- _Task to carry out_:
In the listing below, find the line with "use agetally_core::pipeline::model_gate::ModelGate;", then repeat exactly every line from the top through that one.
——————
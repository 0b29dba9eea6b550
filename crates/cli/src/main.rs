#[cfg(feature = "file-dialog")]
mod dialog_picker;
mod settings;
mod terminal_surface;

use std::io::{self, IsTerminal};
use std::path::PathBuf;
use std::process;
use std::sync::Arc;

use clap::{Parser, Subcommand};

use agetally_core::acquisition::domain::camera::Camera;
use agetally_core::acquisition::domain::file_picker::FilePicker;
use agetally_core::acquisition::domain::image_source::ImageSource;
use agetally_core::acquisition::infrastructure::capture_source::CaptureSource;
use agetally_core::acquisition::infrastructure::command_camera::CommandCamera;
use agetally_core::acquisition::infrastructure::file_camera::FileCamera;
use agetally_core::acquisition::infrastructure::fixed_path_picker::FixedPathPicker;
use agetally_core::acquisition::infrastructure::select_source::SelectSource;
use agetally_core::classification::domain::age_estimator::AgeEstimator;
use agetally_core::classification::infrastructure::onnx_age_estimator::OnnxAgeEstimator;
use agetally_core::detection::domain::face_detector::FaceDetector;
use agetally_core::detection::infrastructure::onnx_blazeface_detector::OnnxBlazefaceDetector;
use agetally_core::pipeline::classification_session::ClassificationSession;
use agetally_core::pipeline::classify_faces_use_case::{AgeModelGate, ClassifyFacesUseCase};
use agetally_core::pipeline::model_gate::ModelGate;
use agetally_core::pipeline::output_surface::{present, ClassifyMessage, OutputSurface};
use agetally_core::shared::model_resolver::{self, ModelLocation};

use settings::Settings;
use terminal_surface::{SurfaceOptions, TerminalSurface};

/// Count the adults and kids in a photo.
#[derive(Parser)]
#[command(name = "agetally")]
struct Cli {
    #[command(subcommand)]
    source: Source,

    /// Age estimation model file name.
    #[arg(long, global = true)]
    age_model: Option<String>,

    /// Face detection model file name.
    #[arg(long, global = true)]
    detector_model: Option<String>,

    /// Directory holding bundled model files.
    #[arg(long, global = true)]
    model_dir: Option<PathBuf>,

    /// Download URL for the age model if it is not found locally.
    #[arg(long, global = true)]
    age_model_url: Option<String>,

    /// Download URL for the face detection model if it is not found locally.
    #[arg(long, global = true)]
    detector_model_url: Option<String>,

    /// Face detection confidence threshold (0.0-1.0).
    #[arg(long, global = true, value_parser = parse_confidence)]
    confidence: Option<f64>,

    /// Save the photo here once the faces are counted.
    #[arg(long, global = true)]
    output: Option<PathBuf>,

    /// Open the photo in the default viewer once the faces are counted.
    #[arg(long, global = true)]
    show: bool,

    /// Print the counts as JSON.
    #[arg(long, global = true)]
    json: bool,

    /// Remember the given options for later runs.
    #[arg(long, global = true)]
    save_settings: bool,
}

#[derive(Subcommand)]
enum Source {
    /// Take a new photo with a camera.
    Capture {
        /// Camera command; `{output}` is replaced by the capture file path.
        #[arg(long, conflicts_with = "from")]
        camera_command: Option<String>,

        /// Use an existing photo as the camera shot.
        #[arg(long)]
        from: Option<PathBuf>,

        /// Directory for captured photos (defaults to the pictures folder).
        #[arg(long)]
        target_dir: Option<PathBuf>,
    },
    /// Use an existing photo.
    Select {
        /// Photo to classify. Opens a file dialog when omitted and available.
        path: Option<PathBuf>,
    },
}

fn main() {
    env_logger::init();

    match run() {
        Ok(true) => {}
        Ok(false) => process::exit(1),
        Err(e) => {
            eprintln!("Error: {e}");
            process::exit(1);
        }
    }
}

/// Returns whether the run ended without a reported error.
fn run() -> Result<bool, Box<dyn std::error::Error>> {
    let cli = Cli::parse();
    let mut settings = Settings::load();
    apply_overrides(&mut settings, &cli);
    validate(&settings)?;
    if cli.save_settings {
        settings.save();
    }

    // The age model loads while the photo is being taken or picked.
    let age_model = spawn_age_model(&settings);
    let detector = build_detector(&settings)?;
    let mut source = build_source(&cli.source, &settings)?;

    let photo = match source.acquire() {
        Ok(photo) => photo,
        Err(e) if e.is_cancelled() => {
            log::info!("{} cancelled", source.mode());
            return Ok(true);
        }
        Err(e) => return Err(e.into()),
    };

    let mut surface = TerminalSurface::new(
        io::stdout(),
        SurfaceOptions {
            json: cli.json,
            output: cli.output,
            show: cli.show,
            interactive: !cli.json && io::stdin().is_terminal(),
        },
    );

    let mut session = ClassificationSession::new(ClassifyFacesUseCase::new(detector, age_model));
    let messages = session.submit(photo)?;

    Ok(consume(messages.iter(), &mut surface))
}

/// Presents messages until the final one. Returns false if the run failed
/// or ended without a final message.
fn consume(
    messages: impl IntoIterator<Item = ClassifyMessage>,
    surface: &mut dyn OutputSurface,
) -> bool {
    for message in messages {
        let last = message.is_final();
        let failed = matches!(message, ClassifyMessage::Error(_));
        present(message, surface);
        if last {
            return !failed;
        }
    }
    surface.report_error("classification stopped without a result");
    false
}

fn apply_overrides(settings: &mut Settings, cli: &Cli) {
    if let Some(name) = &cli.age_model {
        settings.age_model = name.clone();
    }
    if let Some(name) = &cli.detector_model {
        settings.detector_model = name.clone();
    }
    if let Some(dir) = &cli.model_dir {
        settings.model_dir = Some(dir.clone());
    }
    if let Some(url) = &cli.age_model_url {
        settings.age_model_url = Some(url.clone());
    }
    if let Some(url) = &cli.detector_model_url {
        settings.detector_model_url = Some(url.clone());
    }
    if let Some(confidence) = cli.confidence {
        settings.confidence = (confidence * 100.0).round() as u32;
    }
    if let Source::Capture {
        camera_command: Some(command),
        ..
    } = &cli.source
    {
        settings.camera_command = Some(command.clone());
    }
}

fn parse_confidence(value: &str) -> Result<f64, String> {
    let confidence: f64 = value
        .parse()
        .map_err(|_| format!("`{value}` is not a number"))?;
    if (0.0..=1.0).contains(&confidence) {
        Ok(confidence)
    } else {
        Err(format!("confidence must be between 0.0 and 1.0, got {value}"))
    }
}

fn validate(settings: &Settings) -> Result<(), Box<dyn std::error::Error>> {
    if settings.age_model.trim().is_empty() || settings.detector_model.trim().is_empty() {
        return Err("Model file names must not be empty".into());
    }
    if let Some(dir) = &settings.model_dir {
        if !dir.is_dir() {
            return Err(format!("Model directory not found: {}", dir.display()).into());
        }
    }
    Ok(())
}

fn model_location(name: &str, url: Option<&String>, settings: &Settings) -> ModelLocation {
    ModelLocation {
        url: url.cloned(),
        bundled_dir: settings.model_dir.clone(),
        ..ModelLocation::named(name)
    }
}

fn spawn_age_model(settings: &Settings) -> Arc<AgeModelGate> {
    let location = model_location(
        &settings.age_model,
        settings.age_model_url.as_ref(),
        settings,
    );
    ModelGate::spawn(move || {
        log::info!("Resolving model: {}", location.name);
        let path = model_resolver::resolve(
            &location,
            Some(Box::new(|downloaded: u64, total: u64| {
                download_progress("age estimation", downloaded, total)
            })),
        )
        .map_err(|e| e.to_string())?;
        let estimator = OnnxAgeEstimator::new(&path).map_err(|e| e.to_string())?;
        Ok(Box::new(estimator) as Box<dyn AgeEstimator>)
    })
}

fn build_detector(settings: &Settings) -> Result<Box<dyn FaceDetector>, Box<dyn std::error::Error>> {
    let location = model_location(
        &settings.detector_model,
        settings.detector_model_url.as_ref(),
        settings,
    );
    log::info!("Resolving model: {}", location.name);
    let model_path = model_resolver::resolve(
        &location,
        Some(Box::new(|downloaded: u64, total: u64| {
            download_progress("face detection", downloaded, total)
        })),
    )?;
    Ok(Box::new(OnnxBlazefaceDetector::new(
        &model_path,
        settings.confidence_threshold(),
    )?))
}

fn build_source(
    source: &Source,
    settings: &Settings,
) -> Result<Box<dyn ImageSource>, Box<dyn std::error::Error>> {
    match source {
        Source::Capture {
            from, target_dir, ..
        } => {
            let camera: Box<dyn Camera> = match (from, &settings.camera_command) {
                (Some(photo), _) => {
                    if !photo.is_file() {
                        return Err(format!("Photo not found: {}", photo.display()).into());
                    }
                    Box::new(FileCamera::new(photo.clone()))
                }
                (None, Some(command)) => Box::new(
                    CommandCamera::parse(command).ok_or("Camera command is empty")?,
                ),
                (None, None) => {
                    return Err("No camera configured: pass --camera-command or --from".into())
                }
            };
            Ok(Box::new(match target_dir {
                Some(dir) => CaptureSource::new(camera, dir.clone()),
                None => CaptureSource::in_pictures_dir(camera),
            }))
        }
        Source::Select { path } => Ok(Box::new(SelectSource::new(build_picker(path.clone())?))),
    }
}

#[cfg(feature = "file-dialog")]
fn build_picker(path: Option<PathBuf>) -> Result<Box<dyn FilePicker>, Box<dyn std::error::Error>> {
    Ok(match path {
        Some(path) => Box::new(FixedPathPicker::new(path)),
        None => Box::new(dialog_picker::DialogFilePicker),
    })
}

#[cfg(not(feature = "file-dialog"))]
fn build_picker(path: Option<PathBuf>) -> Result<Box<dyn FilePicker>, Box<dyn std::error::Error>> {
    match path {
        Some(path) => Ok(Box::new(FixedPathPicker::new(path))),
        None => Err("No photo given (build with the `file-dialog` feature for a picker)".into()),
    }
}

fn download_progress(label: &str, downloaded: u64, total: u64) {
    if total > 0 {
        let pct = (downloaded as f64 / total as f64 * 100.0) as u32;
        eprint!("\rDownloading {label} model... {pct}%");
        if downloaded >= total {
            eprintln!();
        }
    } else {
        eprint!("\rDownloading {label} model... {downloaded} bytes");
    }
}

#[cfg(test)]
mod tests {
    use super::*;
    use agetally_core::classification::domain::age_estimator::AgeEstimate;
    use agetally_core::classification::domain::tally::Tally;
    use agetally_core::pipeline::output_surface::{ClassifiedPhoto, Notice};
    use agetally_core::shared::photo::Photo;

    fn parse(args: &[&str]) -> Cli {
        Cli::try_parse_from(std::iter::once("agetally").chain(args.iter().copied())).unwrap()
    }

    #[test]
    fn test_flags_override_settings() {
        let cli = parse(&[
            "select",
            "photo.jpg",
            "--age-model",
            "age.onnx",
            "--confidence",
            "0.65",
        ]);
        let mut settings = Settings::default();
        apply_overrides(&mut settings, &cli);

        assert_eq!(settings.age_model, "age.onnx");
        assert_eq!(settings.confidence, 65);
        assert_eq!(settings, Settings {
            age_model: "age.onnx".into(),
            confidence: 65,
            ..Settings::default()
        });
    }

    #[test]
    fn test_camera_command_from_flag() {
        let cli = parse(&["capture", "--camera-command", "snap {output}"]);
        let mut settings = Settings::default();
        apply_overrides(&mut settings, &cli);
        assert_eq!(settings.camera_command.as_deref(), Some("snap {output}"));
    }

    #[test]
    fn test_camera_command_conflicts_with_from() {
        let result = Cli::try_parse_from([
            "agetally",
            "capture",
            "--camera-command",
            "snap",
            "--from",
            "a.jpg",
        ]);
        assert!(result.is_err());
    }

    #[test]
    fn test_capture_without_camera_is_rejected() {
        let cli = parse(&["capture"]);
        let err = build_source(&cli.source, &Settings::default()).err().unwrap();
        assert!(err.to_string().contains("No camera configured"));
    }

    #[test]
    fn test_select_with_path_uses_select_mode() {
        let cli = parse(&["select", "photo.jpg"]);
        let source = build_source(&cli.source, &Settings::default()).unwrap();
        assert_eq!(source.mode().to_string(), "select");
    }

    #[test]
    fn test_missing_model_dir_is_rejected() {
        let settings = Settings {
            model_dir: Some(PathBuf::from("/definitely/not/here")),
            ..Settings::default()
        };
        assert!(validate(&settings).is_err());
        assert!(validate(&Settings::default()).is_ok());
    }

    #[rstest::rstest]
    #[case::nan("NaN")]
    #[case::above_one("1.5")]
    #[case::negative("-0.1")]
    #[case::not_a_number("high")]
    fn test_out_of_range_confidence_is_rejected(#[case] value: &str) {
        let result = Cli::try_parse_from(["agetally", "select", "a.jpg", "--confidence", value]);
        assert!(result.is_err());
    }

    #[test]
    fn test_confidence_bounds_are_accepted() {
        assert_eq!(parse(&["select", "--confidence", "0", "a.jpg"]).confidence, Some(0.0));
        assert_eq!(parse(&["select", "--confidence", "1.0", "a.jpg"]).confidence, Some(1.0));
    }

    #[derive(Default)]
    struct Recorded {
        counts: Vec<(u32, u32)>,
        errors: Vec<String>,
    }

    impl OutputSurface for Recorded {
        fn show_counts(&mut self, adults: u32, kids: u32) {
            self.counts.push((adults, kids));
        }

        fn show_photo(&mut self, _photo: &Photo) {}

        fn notify(&mut self, _notice: Notice) {}

        fn report_error(&mut self, message: &str) {
            self.errors.push(message.to_string());
        }
    }

    fn complete() -> ClassifyMessage {
        ClassifyMessage::Complete(ClassifiedPhoto {
            photo: Photo::new(vec![0; 2 * 2 * 3], 2, 2),
            tally: Tally { adults: 1, kids: 0 },
            age: AgeEstimate::from_years(22.0),
            face_count: 1,
        })
    }

    #[test]
    fn test_completed_run_succeeds() {
        let mut surface = Recorded::default();
        assert!(consume(vec![complete()], &mut surface));
        assert_eq!(surface.counts, vec![(1, 0)]);
        assert!(surface.errors.is_empty());
    }

    #[test]
    fn test_error_message_fails_run() {
        let mut surface = Recorded::default();
        assert!(!consume(vec![ClassifyMessage::Error("boom".into())], &mut surface));
        assert_eq!(surface.errors, vec!["boom".to_string()]);
    }

    #[test]
    fn test_disconnect_before_final_message_fails_run() {
        let mut surface = Recorded::default();
        let messages = vec![ClassifyMessage::Notice(Notice::MoreThanOneFace)];
        assert!(!consume(messages, &mut surface));
        assert_eq!(
            surface.errors,
            vec!["classification stopped without a result".to_string()]
        );
    }
}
——————
- _Solution_:
repository 0b29dba9eea6b550
filename crates/cli/src/main.rs
#[cfg(feature = "file-dialog")]
mod dialog_picker;
mod settings;
mod terminal_surface;

use std::io::{self, IsTerminal};
use std::path::PathBuf;
use std::process;
use std::sync::Arc;

use clap::{Parser, Subcommand};

use agetally_core::acquisition::domain::camera::Camera;
use agetally_core::acquisition::domain::file_picker::FilePicker;
use agetally_core::acquisition::domain::image_source::ImageSource;
use agetally_core::acquisition::infrastructure::capture_source::CaptureSource;
use agetally_core::acquisition::infrastructure::command_camera::CommandCamera;
use agetally_core::acquisition::infrastructure::file_camera::FileCamera;
use agetally_core::acquisition::infrastructure::fixed_path_picker::FixedPathPicker;
use agetally_core::acquisition::infrastructure::select_source::SelectSource;
use agetally_core::classification::domain::age_estimator::AgeEstimator;
use agetally_core::classification::infrastructure::onnx_age_estimator::OnnxAgeEstimator;
use agetally_core::detection::domain::face_detector::FaceDetector;
use agetally_core::detection::infrastructure::onnx_blazeface_detector::OnnxBlazefaceDetector;
use agetally_core::pipeline::classification_session::ClassificationSession;
use agetally_core::pipeline::classify_faces_use_case::{AgeModelGate, ClassifyFacesUseCase};
use agetally_core::pipeline::model_gate::ModelGate;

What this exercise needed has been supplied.